I have been offered a job as an "Applications Engineer" in a reputed firm based in Ras Al Khaimah. I am from India.

The salary offered to me is 7500AED and I am joining as a fresher without experience in my core field.

The package doesn't include housing allowance. However, I get medical insurance, annual holidays and flight tickets to my country and annual bonus, apart from the offered salary.Also, the company would provide me a car , for commuting for official purpose.

Kindly advice me if this is a good offer and if I can accept it.

I am a bachelor and lead a modest life.How much can I save on an average per month?

What is the average salary offered to a chemical engineer in RAK?

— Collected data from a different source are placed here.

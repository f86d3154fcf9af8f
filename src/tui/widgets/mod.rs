//! TUI widgets for regdash.

mod columns;
mod error;
mod footer;
mod header;
mod help;
mod quit_confirm;
mod registrations;
mod stats;

use ratatui::layout::Rect;

pub use columns::render_columns;
pub use error::render_error_overlay;
pub use footer::render_footer;
pub use header::render_header;
pub use help::render_help;
pub use quit_confirm::render_quit_confirm;
pub use registrations::render_registrations;
pub use stats::render_stats;

/// Rect centered in `area`, clamped to its size.
pub(crate) fn centered(area: Rect, width: u16, height: u16) -> Rect {
    let width = width.min(area.width);
    let height = height.min(area.height);
    let x = area.x + (area.width - width) / 2;
    let y = area.y + (area.height - height) / 2;
    Rect::new(x, y, width, height)
}
//! Stat cards: total, students, professionals.

use ratatui::Frame;
use ratatui::layout::{Alignment, Constraint, Layout, Rect};
use ratatui::style::Color;
use ratatui::text::{Line, Span};
use ratatui::widgets::{Block, Borders, Paragraph};

use crate::tui::style::{Styles, Theme};
use crate::view::Stats;

/// Renders the three count cards. Counts show as `…` while loading.
pub fn render_stats(frame: &mut Frame, area: Rect, stats: &Stats, loading: bool) {
    let chunks = Layout::horizontal([
        Constraint::Ratio(1, 3),
        Constraint::Ratio(1, 3),
        Constraint::Ratio(1, 3),
    ])
    .split(area);

    let cards = [
        ("Total Registrations", stats.total, Theme::TOTAL),
        ("Students", stats.students, Theme::STUDENT),
        ("Professionals", stats.professionals, Theme::PROFESSIONAL),
    ];
    for ((label, count, color), chunk) in cards.into_iter().zip(chunks.iter()) {
        render_card(frame, *chunk, label, count, color, loading);
    }
}

fn render_card(
    frame: &mut Frame,
    area: Rect,
    label: &str,
    count: usize,
    color: Color,
    loading: bool,
) {
    let value = if loading {
        Span::styled("…", Styles::skeleton())
    } else {
        Span::styled(count.to_string(), Styles::stat_value(color))
    };
    let block = Block::default()
        .title(Span::styled(format!(" {} ", label), Styles::dim()))
        .borders(Borders::ALL)
        .border_style(Styles::dim());
    let paragraph = Paragraph::new(Line::from(value))
        .alignment(Alignment::Center)
        .block(block);
    frame.render_widget(paragraph, area);
}

#[cfg(test)]
mod tests {
    use super::*;
    use crate::tui::widgets::testing::{contains, draw};

    #[test]
    fn test_cards_show_counts() {
        let stats = Stats {
            total: 12,
            students: 5,
            professionals: 7,
        };
        let rows = draw(90, 3, |f| render_stats(f, f.area(), &stats, false));
        assert!(contains(&rows, "Total Registrations"));
        assert!(contains(&rows, "12"));
        assert!(contains(&rows, "5"));
        assert!(contains(&rows, "7"));
    }

    #[test]
    fn test_cards_while_loading() {
        let rows = draw(90, 3, |f| render_stats(f, f.area(), &Stats::default(), true));
        assert!(contains(&rows, "…"));
        assert!(!contains(&rows, "0"));
    }
}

I would be grateful if someone answers my query.


----------



## Jynxgirl

What is an application engineer? Then you go on to say a chemical engineer. I am really confused as to the 'engineer' term that I see so much here. 

For a chemical engineer, (I have a university degree majoring in biology but minoring in chemistry) I wouldnt take anything near that, even having never 'worked' a position in my educated field, I wouldnt accept that. I know there are pay differences based on nationalities but that seems awfullly low. I have checked into utilizing my degree in this area and would be looking at the salary range of 15 to 20,000 dir, with housing allowance and transportation, with minimal lab experience that I have gotten thru my educational avenues. 

I dont know how much less one would make in RAK as its cheaper to live in RAK but I can not imagine that is an ok salary at that location. 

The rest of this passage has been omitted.